Can you find the lines of the listing that include "flags" and copy every one?

_Source material:_
=-=-=
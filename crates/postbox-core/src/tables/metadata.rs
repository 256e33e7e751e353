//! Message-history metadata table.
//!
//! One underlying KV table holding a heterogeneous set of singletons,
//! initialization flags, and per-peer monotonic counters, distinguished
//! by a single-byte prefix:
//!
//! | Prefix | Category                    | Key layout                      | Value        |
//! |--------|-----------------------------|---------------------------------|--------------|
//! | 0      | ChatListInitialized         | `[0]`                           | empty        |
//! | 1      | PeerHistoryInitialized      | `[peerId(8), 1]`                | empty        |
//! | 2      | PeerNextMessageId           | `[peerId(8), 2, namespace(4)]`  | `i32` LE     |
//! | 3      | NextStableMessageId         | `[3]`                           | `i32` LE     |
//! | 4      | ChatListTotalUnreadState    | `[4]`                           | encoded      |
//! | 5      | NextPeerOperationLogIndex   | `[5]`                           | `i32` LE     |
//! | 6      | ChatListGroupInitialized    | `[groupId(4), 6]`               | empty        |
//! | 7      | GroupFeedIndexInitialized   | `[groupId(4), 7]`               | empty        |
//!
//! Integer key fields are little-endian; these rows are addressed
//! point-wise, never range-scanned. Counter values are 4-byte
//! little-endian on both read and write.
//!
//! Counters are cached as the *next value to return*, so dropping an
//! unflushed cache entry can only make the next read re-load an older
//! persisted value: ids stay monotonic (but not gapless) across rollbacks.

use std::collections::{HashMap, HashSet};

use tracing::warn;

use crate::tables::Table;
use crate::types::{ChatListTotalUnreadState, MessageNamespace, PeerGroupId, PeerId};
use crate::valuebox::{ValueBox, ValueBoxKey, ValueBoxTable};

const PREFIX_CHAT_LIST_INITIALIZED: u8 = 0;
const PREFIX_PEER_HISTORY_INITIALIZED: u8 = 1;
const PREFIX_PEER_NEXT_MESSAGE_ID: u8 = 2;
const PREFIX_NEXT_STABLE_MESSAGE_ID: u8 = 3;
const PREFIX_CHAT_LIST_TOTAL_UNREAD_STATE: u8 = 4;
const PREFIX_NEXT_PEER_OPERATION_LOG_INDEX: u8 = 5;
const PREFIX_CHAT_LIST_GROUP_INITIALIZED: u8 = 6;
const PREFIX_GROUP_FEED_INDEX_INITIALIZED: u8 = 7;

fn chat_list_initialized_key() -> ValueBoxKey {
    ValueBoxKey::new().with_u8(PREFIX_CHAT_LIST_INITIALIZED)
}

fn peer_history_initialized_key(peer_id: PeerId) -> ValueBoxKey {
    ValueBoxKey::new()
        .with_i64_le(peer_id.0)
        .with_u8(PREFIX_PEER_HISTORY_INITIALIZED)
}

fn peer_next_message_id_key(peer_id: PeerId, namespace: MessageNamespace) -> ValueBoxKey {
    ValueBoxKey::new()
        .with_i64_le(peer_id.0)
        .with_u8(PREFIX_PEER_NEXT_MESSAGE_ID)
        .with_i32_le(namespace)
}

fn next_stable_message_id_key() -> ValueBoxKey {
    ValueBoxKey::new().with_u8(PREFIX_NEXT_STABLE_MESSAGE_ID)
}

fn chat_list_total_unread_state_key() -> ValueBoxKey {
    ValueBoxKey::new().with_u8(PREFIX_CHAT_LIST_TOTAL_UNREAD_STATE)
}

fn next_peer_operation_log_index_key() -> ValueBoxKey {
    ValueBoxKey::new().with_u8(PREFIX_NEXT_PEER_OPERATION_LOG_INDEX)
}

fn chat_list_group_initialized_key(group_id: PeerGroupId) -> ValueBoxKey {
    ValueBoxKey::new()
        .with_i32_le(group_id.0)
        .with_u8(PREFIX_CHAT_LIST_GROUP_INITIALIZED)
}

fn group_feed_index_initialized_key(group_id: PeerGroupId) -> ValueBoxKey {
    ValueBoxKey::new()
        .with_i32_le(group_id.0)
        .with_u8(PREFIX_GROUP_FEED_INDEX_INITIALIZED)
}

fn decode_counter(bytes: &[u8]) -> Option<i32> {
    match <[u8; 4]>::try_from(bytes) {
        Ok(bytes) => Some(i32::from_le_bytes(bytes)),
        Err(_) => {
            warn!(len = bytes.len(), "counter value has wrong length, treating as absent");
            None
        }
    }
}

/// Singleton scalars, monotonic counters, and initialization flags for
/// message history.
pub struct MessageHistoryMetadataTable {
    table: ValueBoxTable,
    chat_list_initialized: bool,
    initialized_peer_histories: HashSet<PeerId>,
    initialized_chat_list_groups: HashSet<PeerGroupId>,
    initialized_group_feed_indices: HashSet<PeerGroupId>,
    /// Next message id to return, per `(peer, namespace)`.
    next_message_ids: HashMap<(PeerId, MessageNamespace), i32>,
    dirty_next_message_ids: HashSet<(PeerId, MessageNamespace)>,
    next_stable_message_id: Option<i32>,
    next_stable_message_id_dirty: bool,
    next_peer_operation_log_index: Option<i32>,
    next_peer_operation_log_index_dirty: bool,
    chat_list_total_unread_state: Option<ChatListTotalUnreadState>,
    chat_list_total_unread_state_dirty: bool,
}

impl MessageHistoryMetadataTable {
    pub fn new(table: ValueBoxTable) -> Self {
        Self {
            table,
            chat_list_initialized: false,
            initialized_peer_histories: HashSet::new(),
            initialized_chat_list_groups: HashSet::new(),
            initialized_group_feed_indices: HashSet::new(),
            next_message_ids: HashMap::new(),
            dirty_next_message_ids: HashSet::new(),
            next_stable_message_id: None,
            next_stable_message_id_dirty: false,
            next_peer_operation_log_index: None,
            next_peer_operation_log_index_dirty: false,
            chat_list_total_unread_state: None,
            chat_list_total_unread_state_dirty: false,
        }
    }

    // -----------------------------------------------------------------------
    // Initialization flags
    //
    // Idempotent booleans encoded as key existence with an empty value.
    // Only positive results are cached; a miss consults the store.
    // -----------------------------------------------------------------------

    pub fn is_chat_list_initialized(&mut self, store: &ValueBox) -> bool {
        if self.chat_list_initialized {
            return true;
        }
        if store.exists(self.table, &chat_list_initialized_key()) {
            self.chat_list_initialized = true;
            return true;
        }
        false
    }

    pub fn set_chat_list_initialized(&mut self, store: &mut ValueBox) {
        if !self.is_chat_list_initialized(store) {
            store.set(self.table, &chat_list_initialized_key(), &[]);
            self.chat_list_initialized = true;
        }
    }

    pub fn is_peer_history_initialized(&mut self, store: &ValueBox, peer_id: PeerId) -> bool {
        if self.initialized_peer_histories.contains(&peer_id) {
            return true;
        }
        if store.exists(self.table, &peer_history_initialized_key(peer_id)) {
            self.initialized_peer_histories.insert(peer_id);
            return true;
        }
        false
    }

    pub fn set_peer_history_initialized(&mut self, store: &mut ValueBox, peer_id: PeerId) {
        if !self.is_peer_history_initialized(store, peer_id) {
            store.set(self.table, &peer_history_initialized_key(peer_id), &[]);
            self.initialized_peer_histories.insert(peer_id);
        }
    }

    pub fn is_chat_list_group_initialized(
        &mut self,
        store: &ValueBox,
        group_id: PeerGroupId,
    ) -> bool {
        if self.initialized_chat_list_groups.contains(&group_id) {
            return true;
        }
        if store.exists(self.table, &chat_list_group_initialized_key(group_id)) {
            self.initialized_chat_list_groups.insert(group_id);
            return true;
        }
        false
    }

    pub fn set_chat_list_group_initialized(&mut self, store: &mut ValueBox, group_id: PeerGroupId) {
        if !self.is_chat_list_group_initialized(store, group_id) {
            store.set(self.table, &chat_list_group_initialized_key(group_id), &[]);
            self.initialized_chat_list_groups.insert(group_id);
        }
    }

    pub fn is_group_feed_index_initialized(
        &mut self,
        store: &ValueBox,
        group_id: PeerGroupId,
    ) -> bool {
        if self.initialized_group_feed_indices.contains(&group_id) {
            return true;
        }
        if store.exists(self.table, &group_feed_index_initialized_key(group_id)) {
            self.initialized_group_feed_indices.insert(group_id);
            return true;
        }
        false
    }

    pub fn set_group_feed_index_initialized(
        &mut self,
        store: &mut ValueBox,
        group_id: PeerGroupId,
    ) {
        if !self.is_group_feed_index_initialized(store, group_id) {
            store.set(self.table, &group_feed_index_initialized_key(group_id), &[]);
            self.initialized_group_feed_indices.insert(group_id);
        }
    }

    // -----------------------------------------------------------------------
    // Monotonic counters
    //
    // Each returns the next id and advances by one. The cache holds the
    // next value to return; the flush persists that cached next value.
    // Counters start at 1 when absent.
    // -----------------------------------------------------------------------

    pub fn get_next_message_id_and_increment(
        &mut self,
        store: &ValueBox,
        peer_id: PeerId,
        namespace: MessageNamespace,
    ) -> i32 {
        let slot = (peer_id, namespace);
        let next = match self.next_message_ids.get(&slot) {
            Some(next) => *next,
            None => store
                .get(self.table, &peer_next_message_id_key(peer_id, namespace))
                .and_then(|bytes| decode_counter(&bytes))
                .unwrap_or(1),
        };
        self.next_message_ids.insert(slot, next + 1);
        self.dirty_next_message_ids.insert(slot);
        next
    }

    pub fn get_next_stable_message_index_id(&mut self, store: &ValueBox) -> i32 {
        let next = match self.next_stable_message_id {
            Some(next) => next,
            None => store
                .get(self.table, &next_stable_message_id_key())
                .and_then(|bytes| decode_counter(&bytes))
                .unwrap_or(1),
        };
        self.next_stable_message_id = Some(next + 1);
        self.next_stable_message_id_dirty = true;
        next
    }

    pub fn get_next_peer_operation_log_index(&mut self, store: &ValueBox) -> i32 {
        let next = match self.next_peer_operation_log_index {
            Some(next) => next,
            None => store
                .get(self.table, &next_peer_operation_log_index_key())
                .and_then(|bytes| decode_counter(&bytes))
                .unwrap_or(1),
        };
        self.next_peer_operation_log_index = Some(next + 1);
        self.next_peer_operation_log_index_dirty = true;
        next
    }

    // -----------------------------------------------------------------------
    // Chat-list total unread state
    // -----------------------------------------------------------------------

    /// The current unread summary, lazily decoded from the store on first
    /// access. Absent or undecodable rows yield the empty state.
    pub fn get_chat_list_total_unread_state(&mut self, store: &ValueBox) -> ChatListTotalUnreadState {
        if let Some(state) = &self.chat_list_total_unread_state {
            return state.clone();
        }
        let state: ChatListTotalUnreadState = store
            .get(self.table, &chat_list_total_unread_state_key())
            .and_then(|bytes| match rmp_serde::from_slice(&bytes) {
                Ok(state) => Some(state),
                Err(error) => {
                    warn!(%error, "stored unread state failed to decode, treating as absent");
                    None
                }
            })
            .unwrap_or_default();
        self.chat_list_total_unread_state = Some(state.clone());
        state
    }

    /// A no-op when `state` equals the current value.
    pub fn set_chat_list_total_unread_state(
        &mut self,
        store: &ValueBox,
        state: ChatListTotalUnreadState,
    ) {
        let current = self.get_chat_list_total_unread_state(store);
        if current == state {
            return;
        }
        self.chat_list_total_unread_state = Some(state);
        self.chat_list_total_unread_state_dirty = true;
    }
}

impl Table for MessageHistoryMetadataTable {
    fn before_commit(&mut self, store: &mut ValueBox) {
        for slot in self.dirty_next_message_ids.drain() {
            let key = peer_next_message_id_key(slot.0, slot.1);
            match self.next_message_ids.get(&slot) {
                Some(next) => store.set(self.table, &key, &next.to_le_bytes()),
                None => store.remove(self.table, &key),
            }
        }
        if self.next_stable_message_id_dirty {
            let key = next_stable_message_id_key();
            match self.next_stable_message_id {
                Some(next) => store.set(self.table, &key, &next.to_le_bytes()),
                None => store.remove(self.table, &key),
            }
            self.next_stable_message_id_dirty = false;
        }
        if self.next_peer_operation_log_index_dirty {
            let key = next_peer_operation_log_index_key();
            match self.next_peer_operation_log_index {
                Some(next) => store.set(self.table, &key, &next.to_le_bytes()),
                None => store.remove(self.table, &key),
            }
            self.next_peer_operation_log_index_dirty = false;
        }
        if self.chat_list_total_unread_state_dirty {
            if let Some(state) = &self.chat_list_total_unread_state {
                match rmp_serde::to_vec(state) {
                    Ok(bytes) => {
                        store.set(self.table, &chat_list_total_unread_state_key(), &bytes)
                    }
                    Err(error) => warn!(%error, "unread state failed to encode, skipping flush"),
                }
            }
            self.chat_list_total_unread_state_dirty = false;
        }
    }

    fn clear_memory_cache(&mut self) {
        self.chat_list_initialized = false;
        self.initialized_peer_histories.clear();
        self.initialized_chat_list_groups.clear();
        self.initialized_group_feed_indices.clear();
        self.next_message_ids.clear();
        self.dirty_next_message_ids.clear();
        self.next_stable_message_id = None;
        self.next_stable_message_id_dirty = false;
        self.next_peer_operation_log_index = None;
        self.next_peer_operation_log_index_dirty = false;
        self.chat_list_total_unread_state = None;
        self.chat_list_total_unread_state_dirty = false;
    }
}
=-=-=
_Task solution:_
//! initialization flags, and per-peer monotonic counters, distinguished
/// Singleton scalars, monotonic counters, and initialization flags for
    // Initialization flags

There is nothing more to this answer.